Many of our patients, when they first start thinking about exercising, say: ‘I am too busy to exercise, I don’t have time’ or ‘I hate the gym, so that’s why I don’t exercise’. The excuses are endless. The most important thing that I want to highlight is: STOP MAKING EXCUSES, like Nike’s slogan: Just do it! I actually incorporate extra physical activity (an extra Fit-in-15 Workout) if I didn’t eat 100% correct or had too much food. Try it, you feel amazing afterwards.

Hunter-gatherer groups across the world get 4 or more hours of physical activity daily. If you ask them, they will say they don’t workout at all. And guess what? They don’t. They just live.

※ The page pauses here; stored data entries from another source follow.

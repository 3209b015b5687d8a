//! Tracks the single attached execution target.
//!
//! State machine: `Detached → Attached → Detached …`. Attaching while already
//! attached silently replaces the previous send queue (last writer wins).
//! Detaching never touches in-flight requests; they run out their own timeouts.

use std::sync::{Mutex, MutexGuard, PoisonError};

use chrono::{DateTime, Utc};
use tokio::sync::mpsc::UnboundedSender;

use crate::bridge::BridgeError;
use crate::models::OutboundRequest;

/// Proof of a particular attachment, used to detach only that attachment.
#[derive(Debug, Clone, Copy, PartialEq, Eq)]
pub struct AttachToken(u64);

struct Attachment {
    token: AttachToken,
    sender: UnboundedSender<OutboundRequest>,
    attached_at: DateTime<Utc>,
}

#[derive(Default)]
struct ConnectionState {
    current: Option<Attachment>,
    next_token: u64,
}

/// Owner of the one outbound channel to the execution target.
///
/// All state sits behind a single mutex so attach, detach and send observe a
/// consistent view.
#[derive(Default)]
pub struct ConnectionManager {
    state: Mutex<ConnectionState>,
}

impl ConnectionManager {
    pub fn new() -> Self {
        Self::default()
    }

    fn lock(&self) -> MutexGuard<'_, ConnectionState> {
        self.state.lock().unwrap_or_else(PoisonError::into_inner)
    }

    /// Install `sender` as the outbound channel, replacing any previous one.
    pub fn attach(&self, sender: UnboundedSender<OutboundRequest>) -> AttachToken {
        let mut state = self.lock();
        state.next_token += 1;
        let token = AttachToken(state.next_token);
        if state.current.is_some() {
            tracing::info!("Execution target replaced by a new connection");
        } else {
            tracing::info!("Execution target attached");
        }
        state.current = Some(Attachment {
            token,
            sender,
            attached_at: Utc::now(),
        });
        token
    }

    /// Detach the attachment identified by `token`.
    ///
    /// Returns `false` if that attachment was already replaced or detached,
    /// in which case the current attachment (if any) is left alone.
    pub fn detach(&self, token: AttachToken) -> bool {
        let mut state = self.lock();
        match &state.current {
            Some(current) if current.token == token => {
                state.current = None;
                tracing::info!("Execution target detached");
                true
            }
            _ => false,
        }
    }

    /// Whether a target is currently attached.
    pub fn is_attached(&self) -> bool {
        self.lock().current.is_some()
    }

    /// When the current attachment was made, or `None` if detached.
    ///
    /// Changes on every attach, so it also tells a reconnect apart from the
    /// previous connection.
    pub fn attached_at(&self) -> Option<DateTime<Utc>> {
        self.lock().current.as_ref().map(|a| a.attached_at)
    }

    /// Queue `request` on the current attachment.
    ///
    /// A closed queue means the connection is gone even if the transport has
    /// not detached yet, so it is reported as `NotConnected` too.
    pub fn send(&self, request: OutboundRequest) -> Result<(), BridgeError> {
        let state = self.lock();
        let attachment = state.current.as_ref().ok_or(BridgeError::NotConnected)?;
        attachment
            .sender
            .send(request)
            .map_err(|_| BridgeError::NotConnected)
    }
}

#[cfg(test)]
mod tests {
    use super::*;
    use serde_json::Value;
    use tokio::sync::mpsc;

    fn request(id: &str) -> OutboundRequest {
        OutboundRequest::new(id, "get-node", Value::Null)
    }

    #[test]
    fn test_send_without_target_is_not_connected() {
        let manager = ConnectionManager::new();
        assert!(!manager.is_attached());
        assert_eq!(manager.send(request("1")), Err(BridgeError::NotConnected));
    }

    #[test]
    fn test_attach_then_send_delivers() {
        let manager = ConnectionManager::new();
        let (tx, mut rx) = mpsc::unbounded_channel();
        manager.attach(tx);

        manager.send(request("1")).unwrap();
        assert_eq!(rx.try_recv().unwrap().id, "1");
        assert!(manager.attached_at().is_some());
    }

    #[test]
    fn test_last_writer_wins() {
        let manager = ConnectionManager::new();
        let (old_tx, mut old_rx) = mpsc::unbounded_channel();
        let (new_tx, mut new_rx) = mpsc::unbounded_channel();

        let old = manager.attach(old_tx);
        let new = manager.attach(new_tx);
        assert_ne!(old, new);

        manager.send(request("1")).unwrap();
        assert!(old_rx.try_recv().is_err());
        assert_eq!(new_rx.try_recv().unwrap().id, "1");

        // The replaced connection closing must not detach its successor.
        assert!(!manager.detach(old));
        assert!(manager.is_attached());

        assert!(manager.detach(new));
        assert!(!manager.is_attached());
        assert!(!manager.detach(new));
    }

    #[test]
    fn test_closed_queue_is_not_connected() {
        let manager = ConnectionManager::new();
        let (tx, rx) = mpsc::unbounded_channel();
        manager.attach(tx);
        drop(rx);

        assert_eq!(manager.send(request("1")), Err(BridgeError::NotConnected));
    }
}
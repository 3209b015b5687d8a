//! Execution-target side of the bridge.
//!
//! - [`MemoryDocument`] is an in-memory sandbox document implementing
//!   [`DocumentRuntime`](crate::batch::DocumentRuntime).
//! - [`TargetAgent`] answers host requests: batches go through the batch
//!   executor, everything else through the runtime's single-command path.

mod agent;
mod memory;

pub use agent::TargetAgent;
pub use memory::{LayoutEvent, MemoryDocument, MemoryNode, NodeSnapshot};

As Stephan Ilardi says: ‘We were never designed for the sedentary, indoor, socially isolated, fast-food-laden, sleep-deprived, frenzied pace of modern life.’

Due to long term stress (that doesn’t dissipate), toxic to the body and brain, neurochemicals are affected; incl. dopamine, serotonin, acetylcholine and glutamate. This disruption can lead to depression and damage the brain when left unchecked (incl. the hippocampus – memory centre), prefrontal cortex (personality traits) and triggers inflammation throughout the body and brain. An inflamed brain is a depressed brain.

Exercise is probably the most effective lifestyle adaptation that there is. Exercise enhances health by improving quality of life, while lowering the risk of developing chronic lifestyle diseases (incl. diabetes, metabolic syndrome, heart disease, osteoporosis, arthritis, etc). The World Health Organisation recommends at least 30 minutes of regular physical activity with at least moderate intensity most days of the week (on average 5 days), for general health and disease prevention. Some experts recommend that it is better to exercise for 10-15 minutes once a day, every day, rather than 30-40 minutes only 3 times a week. The morning routine can include anything you enjoy: yoga, tai chi, dance routines, or working out with light weights. For the evening routine, try walking, high intensity interval training (HIIT), strength training or dancing is recommended. Try my FitSMART Guide for effective 15 minute workouts (Fit-in-15) in the comfort of your own home and take the guess workout of it.

Exercise benefits

Exercise changes the brain and body in so many beneficial ways. It’s effects are more powerful than any pill you can take! Exercise is widely accepted for its many positive effects on the body and mind (hence the concept of exercise as medicine), which include the following: cardiovascular, respiratory, immune, nervous, musculoskeletal and endocrine systems.

Some benefits of exercise

  • Protects the heart and circulatory system – exercise reduces C-reactive protein (an indicator of heart disease and inflammation in the body) and lowers blood pressure.
  • Improves your lipid profile – by increasing high density lipoprotein or HDL (‘good’) cholesterol while decreasing low density lipoprotein or LDL (‘bad’) cholesterol, triglycerides and total cholesterol.
  • Reduces obesity risk – by improving body composition: exercise decreases fat mass while increasing muscle mass. Exercise can also lead to fat loss and improved weight management.
  • Improves muscle and bone health – by increasing muscle mass and strength (leading to a toned and streamlined body) as well as increasing bone density and strength. Exercise can reduce the risk of osteoporosis and osteoarthritis.
  • Improves mental health – by decreasing stress, anxiety and feelings of depression, while improving your mood. Exercise also increases energy levels and allows for improved and more restful sleep.
  • Improves immune function – by decreasing chronic inflammation.
  • Improves insulin and glucose levels – by normalising blood glucose levels, therefore increasing glucose tolerance (by the cells) and improving insulin sensitivity, in turn decreasing insulin resistance. Exercise supports insulin by moving glucose from the bloodstream into the cells where it can be utilised for energy or fuel.

It’s obvious: physical exercise is an essential element for optimal health, wellbeing, disease prevention and management!